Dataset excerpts

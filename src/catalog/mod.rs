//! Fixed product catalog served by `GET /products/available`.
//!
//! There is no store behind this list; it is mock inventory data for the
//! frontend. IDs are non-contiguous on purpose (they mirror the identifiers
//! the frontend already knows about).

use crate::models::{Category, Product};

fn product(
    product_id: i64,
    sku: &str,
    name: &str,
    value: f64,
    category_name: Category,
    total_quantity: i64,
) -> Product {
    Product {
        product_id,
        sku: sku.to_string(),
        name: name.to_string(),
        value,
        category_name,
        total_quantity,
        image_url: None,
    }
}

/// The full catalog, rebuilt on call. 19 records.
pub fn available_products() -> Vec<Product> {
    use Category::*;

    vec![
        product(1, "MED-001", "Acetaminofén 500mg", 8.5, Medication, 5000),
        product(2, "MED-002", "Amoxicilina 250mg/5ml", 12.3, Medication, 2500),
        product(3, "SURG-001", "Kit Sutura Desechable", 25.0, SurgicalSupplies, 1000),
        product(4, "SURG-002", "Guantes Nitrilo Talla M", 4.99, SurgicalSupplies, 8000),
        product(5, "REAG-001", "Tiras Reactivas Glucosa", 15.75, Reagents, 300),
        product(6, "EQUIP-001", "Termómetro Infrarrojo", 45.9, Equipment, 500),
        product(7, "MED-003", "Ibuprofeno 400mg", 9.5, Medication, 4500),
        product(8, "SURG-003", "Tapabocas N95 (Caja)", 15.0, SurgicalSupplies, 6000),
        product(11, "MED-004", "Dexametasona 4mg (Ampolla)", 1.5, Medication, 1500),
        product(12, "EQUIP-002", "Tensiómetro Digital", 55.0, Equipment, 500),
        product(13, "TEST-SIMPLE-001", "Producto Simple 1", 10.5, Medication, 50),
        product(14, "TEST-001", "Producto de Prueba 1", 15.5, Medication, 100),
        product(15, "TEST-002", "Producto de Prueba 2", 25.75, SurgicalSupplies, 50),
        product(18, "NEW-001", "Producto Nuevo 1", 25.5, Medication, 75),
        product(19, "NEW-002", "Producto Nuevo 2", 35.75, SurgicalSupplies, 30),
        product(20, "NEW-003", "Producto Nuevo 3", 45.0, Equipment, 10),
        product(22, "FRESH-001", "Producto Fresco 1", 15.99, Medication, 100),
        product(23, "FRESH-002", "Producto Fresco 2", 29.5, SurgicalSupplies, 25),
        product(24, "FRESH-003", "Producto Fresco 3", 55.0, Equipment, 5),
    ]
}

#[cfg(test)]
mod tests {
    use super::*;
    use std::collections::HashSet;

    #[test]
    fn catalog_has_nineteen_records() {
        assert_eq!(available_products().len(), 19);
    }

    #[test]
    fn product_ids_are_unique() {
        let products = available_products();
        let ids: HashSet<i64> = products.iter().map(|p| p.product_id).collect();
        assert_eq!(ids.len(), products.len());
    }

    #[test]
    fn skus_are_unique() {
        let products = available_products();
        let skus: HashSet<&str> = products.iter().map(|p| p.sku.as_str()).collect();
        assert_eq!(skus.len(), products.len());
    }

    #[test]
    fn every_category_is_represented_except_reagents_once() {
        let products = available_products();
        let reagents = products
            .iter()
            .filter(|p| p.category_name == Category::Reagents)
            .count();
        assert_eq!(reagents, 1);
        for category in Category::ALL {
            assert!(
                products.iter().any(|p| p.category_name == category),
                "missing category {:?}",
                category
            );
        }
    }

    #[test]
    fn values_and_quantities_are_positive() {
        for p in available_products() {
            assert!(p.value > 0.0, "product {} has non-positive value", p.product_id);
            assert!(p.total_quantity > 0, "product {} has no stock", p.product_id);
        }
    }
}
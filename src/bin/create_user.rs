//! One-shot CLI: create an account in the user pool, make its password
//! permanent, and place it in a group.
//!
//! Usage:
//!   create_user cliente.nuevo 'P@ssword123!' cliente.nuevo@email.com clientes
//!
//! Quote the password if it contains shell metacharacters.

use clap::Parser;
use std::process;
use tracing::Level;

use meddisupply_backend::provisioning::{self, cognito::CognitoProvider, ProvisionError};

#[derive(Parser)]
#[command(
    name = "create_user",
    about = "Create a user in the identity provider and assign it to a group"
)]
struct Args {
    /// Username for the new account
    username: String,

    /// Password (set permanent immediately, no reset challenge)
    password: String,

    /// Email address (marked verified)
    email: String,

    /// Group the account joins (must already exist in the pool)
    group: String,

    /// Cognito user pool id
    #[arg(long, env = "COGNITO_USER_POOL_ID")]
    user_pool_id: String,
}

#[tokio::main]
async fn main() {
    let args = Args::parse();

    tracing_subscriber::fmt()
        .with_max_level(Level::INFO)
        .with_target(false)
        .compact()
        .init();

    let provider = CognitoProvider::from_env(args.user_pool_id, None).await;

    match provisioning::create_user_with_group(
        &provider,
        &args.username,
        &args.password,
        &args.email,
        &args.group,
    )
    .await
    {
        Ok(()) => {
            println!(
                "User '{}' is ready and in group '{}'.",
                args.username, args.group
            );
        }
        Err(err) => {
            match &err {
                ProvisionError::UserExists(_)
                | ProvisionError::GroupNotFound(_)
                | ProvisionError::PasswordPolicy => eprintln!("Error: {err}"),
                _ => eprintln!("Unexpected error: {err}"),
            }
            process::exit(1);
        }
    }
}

* _Your task_: Go through the data and copy each line exactly as it reads.

* _Task answer_:
filename src/catalog/mod.rs
//! Fixed product catalog served by `GET /products/available`.
//!
//! There is no store behind this list; it is mock inventory data for the
//! frontend. IDs are non-contiguous on purpose (they mirror the identifiers
//! the frontend already knows about).

use crate::models::{Category, Product};

fn product(
    product_id: i64,
    sku: &str,
    name: &str,
    value: f64,
    category_name: Category,
    total_quantity: i64,
) -> Product {
    Product {
        product_id,
        sku: sku.to_string(),
        name: name.to_string(),
        value,
        category_name,
        total_quantity,
        image_url: None,
    }
}

/// The full catalog, rebuilt on call. 19 records.
pub fn available_products() -> Vec<Product> {
    use Category::*;

    vec![
        product(1, "MED-001", "Acetaminofén 500mg", 8.5, Medication, 5000),
        product(2, "MED-002", "Amoxicilina 250mg/5ml", 12.3, Medication, 2500),
        product(3, "SURG-001", "Kit Sutura Desechable", 25.0, SurgicalSupplies, 1000),
        product(4, "SURG-002", "Guantes Nitrilo Talla M", 4.99, SurgicalSupplies, 8000),
        product(5, "REAG-001", "Tiras Reactivas Glucosa", 15.75, Reagents, 300),
        product(6, "EQUIP-001", "Termómetro Infrarrojo", 45.9, Equipment, 500),
        product(7, "MED-003", "Ibuprofeno 400mg", 9.5, Medication, 4500),
        product(8, "SURG-003", "Tapabocas N95 (Caja)", 15.0, SurgicalSupplies, 6000),
        product(11, "MED-004", "Dexametasona 4mg (Ampolla)", 1.5, Medication, 1500),
        product(12, "EQUIP-002", "Tensiómetro Digital", 55.0, Equipment, 500),
        product(13, "TEST-SIMPLE-001", "Producto Simple 1", 10.5, Medication, 50),
        product(14, "TEST-001", "Producto de Prueba 1", 15.5, Medication, 100),
        product(15, "TEST-002", "Producto de Prueba 2", 25.75, SurgicalSupplies, 50),
        product(18, "NEW-001", "Producto Nuevo 1", 25.5, Medication, 75),
        product(19, "NEW-002", "Producto Nuevo 2", 35.75, SurgicalSupplies, 30),
        product(20, "NEW-003", "Producto Nuevo 3", 45.0, Equipment, 10),
        product(22, "FRESH-001", "Producto Fresco 1", 15.99, Medication, 100),
        product(23, "FRESH-002", "Producto Fresco 2", 29.5, SurgicalSupplies, 25),
        product(24, "FRESH-003", "Producto Fresco 3", 55.0, Equipment, 5),
    ]
}

#[cfg(test)]
mod tests {
    use super::*;
    use std::collections::HashSet;

    #[test]
    fn catalog_has_nineteen_records() {
        assert_eq!(available_products().len(), 19);
    }

    #[test]
    fn product_ids_are_unique() {
        let products = available_products();
        let ids: HashSet<i64> = products.iter().map(|p| p.product_id).collect();
        assert_eq!(ids.len(), products.len());
    }

    #[test]
    fn skus_are_unique() {
        let products = available_products();
        let skus: HashSet<&str> = products.iter().map(|p| p.sku.as_str()).collect();
        assert_eq!(skus.len(), products.len());
    }

    #[test]
    fn every_category_is_represented_except_reagents_once() {
        let products = available_products();
        let reagents = products
            .iter()
            .filter(|p| p.category_name == Category::Reagents)
            .count();
        assert_eq!(reagents, 1);
        for category in Category::ALL {
            assert!(
                products.iter().any(|p| p.category_name == category),
                "missing category {:?}",
                category
            );
        }
    }

    #[test]
    fn values_and_quantities_are_positive() {
        for p in available_products() {
            assert!(p.value > 0.0, "product {} has non-positive value", p.product_id);
            assert!(p.total_quantity > 0, "product {} has no stock", p.product_id);
        }
    }
}
filename src/bin/create_user.rs
//! One-shot CLI: create an account in the user pool, make its password
//! permanent, and place it in a group.
//!
//! Usage:
//!   create_user cliente.nuevo 'P@ssword123!' cliente.nuevo@email.com clientes
//!
//! Quote the password if it contains shell metacharacters.

use clap::Parser;
use std::process;
use tracing::Level;

use meddisupply_backend::provisioning::{self, cognito::CognitoProvider, ProvisionError};

#[derive(Parser)]
#[command(
    name = "create_user",
    about = "Create a user in the identity provider and assign it to a group"
)]
struct Args {
    /// Username for the new account
    username: String,

    /// Password (set permanent immediately, no reset challenge)
    password: String,

    /// Email address (marked verified)
    email: String,

    /// Group the account joins (must already exist in the pool)
    group: String,

    /// Cognito user pool id
    #[arg(long, env = "COGNITO_USER_POOL_ID")]
    user_pool_id: String,
}

#[tokio::main]
async fn main() {
    let args = Args::parse();

    tracing_subscriber::fmt()
        .with_max_level(Level::INFO)
        .with_target(false)
        .compact()
        .init();

    let provider = CognitoProvider::from_env(args.user_pool_id, None).await;

    match provisioning::create_user_with_group(
        &provider,
        &args.username,
        &args.password,
        &args.email,
        &args.group,
    )
    .await
    {
        Ok(()) => {
            println!(
                "User '{}' is ready and in group '{}'.",
                args.username, args.group
            );
        }
        Err(err) => {
            match &err {
                ProvisionError::UserExists(_)
                | ProvisionError::GroupNotFound(_)
                | ProvisionError::PasswordPolicy => eprintln!("Error: {err}"),
                _ => eprintln!("Unexpected error: {err}"),
            }
            process::exit(1);
        }
    }
}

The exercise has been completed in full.